Our exploration of the anti-angiogenic mechanism of MRBH shows that MRBH pretreatment significantly decreased the VEGF-induced activation of VEGFR2 in HUVECs (Fig. 5(B)). This inhibition of a key receptor represents a mechanism for the suppression effects of MRBH on cell proliferation, migration, and tube formation. MRBH was reported to be partially absorbed from the gut into the blood after oral intake of MRBH in mice [46]. The results from this study suggest that MRBH might directly inhibit VEGF binding to VEGFR2 in HUVECs, leading to suppression of the VEGFR2 phosphorylation. Additionally, MRBH pretreatment significantly inhibited VEGF-induced phosphorylation of the downstream signaling proteins Akt, ERK1/2, and p38 (Fig. 5(C–E)), suggesting that the influence of MRBH on cell proliferation might be through the PI3 K/Akt and ERK1/2 pathways following VEGFR2 activation. On the other hand, the observed inhibition of VEGF-induced migration by MRBH may be partly due to the reduction of VEGF-induced p38 activation, because p38 activated by VEGFR2 is involved in cell migration [8, 15].

VEGF is upregulated in many tumors [3] and contributes to the development of solid tumors by promoting tumor angiogenesis [3, 8]. Our findings of the inhibitory effects of MRBH on VEGF-induced angiogenesis are in agreement with previous reports concerning the anti-tumor activity of MRBH [22, 25, 35,36,37]. The anti-angiogenic activity of MRBH could contribute to its tumor suppression effects, as well as its anti-inflammatory effects on humans with chronic rheumatism [30] and IBS [31] and on acute liver injury in rats [29].

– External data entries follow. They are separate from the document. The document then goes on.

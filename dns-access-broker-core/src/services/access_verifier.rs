//! 两阶段只读 Route53 访问验证

use std::sync::Arc;

use chrono::Utc;

use dns_access_broker_provider::{CrossAccountApi, Session};

use crate::error::{CoreError, Diagnostic};
use crate::services::{ErrorClassifier, Operation};

/// Confirms an assumed identity can actually act on a hosted zone.
///
/// Stage 1 lists zones (`maxitems` = probe size) to separate "no Route53
/// permissions at all" from a zone-specific problem; stage 2 fetches the exact
/// zone. A failing stage short-circuits. Never issues writes.
pub struct AccessVerifier {
    api: Arc<dyn CrossAccountApi>,
    max_probe_items: u32,
}

impl AccessVerifier {
    /// 创建验证器
    #[must_use]
    pub fn new(api: Arc<dyn CrossAccountApi>, max_probe_items: u32) -> Self {
        Self {
            api,
            max_probe_items: max_probe_items.max(1),
        }
    }

    /// Runs both probes with `session`'s credentials.
    ///
    /// A missing or already-expired session, or a blank zone id, fails without
    /// any network call.
    pub async fn verify_access(
        &self,
        session: Option<&Session>,
        hosted_zone_id: &str,
    ) -> Result<(), Diagnostic> {
        let Some(session) = session else {
            return Err(ErrorClassifier::no_session());
        };
        if session.is_expired_at(Utc::now()) {
            return Err(ErrorClassifier::session_expired(session.expires_at()));
        }
        let hosted_zone_id = hosted_zone_id.trim();
        if hosted_zone_id.is_empty() {
            return Err(
                CoreError::ValidationError("hostedZoneId must not be empty".to_string()).into(),
            );
        }

        // Stage 1: coarse probe
        log::debug!("Probing Route53 list zones (maxitems={})", self.max_probe_items);
        self.api
            .list_hosted_zones(session, self.max_probe_items)
            .await
            .map_err(|e| ErrorClassifier::classify(&e, Operation::ListZones))?;

        // Stage 2: targeted probe
        log::debug!("Probing Route53 hosted zone {hosted_zone_id}");
        self.api
            .get_hosted_zone(session, hosted_zone_id)
            .await
            .map_err(|e| ErrorClassifier::classify(&e, Operation::GetZone))?;

        Ok(())
    }
}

In conclusion, to our knowledge, this is the first study to demonstrate that MRBH has inhibitory effects on angiogenesis in vitro. The observed inhibition of VEGFR2 and downstream signaling proteins Akt, ERK1/2, and p38 is a possible anti-angiogenic mechanism. Moreover, the effects of MRBH on tumor growth [25, 35,36,37] and inflammation [29,30,31] reported previously might also be associated with its anti-angiogenic activity. Our findings suggest that MRBH might be effective in the treatment of angiogenesis-related diseases, and this requires further study.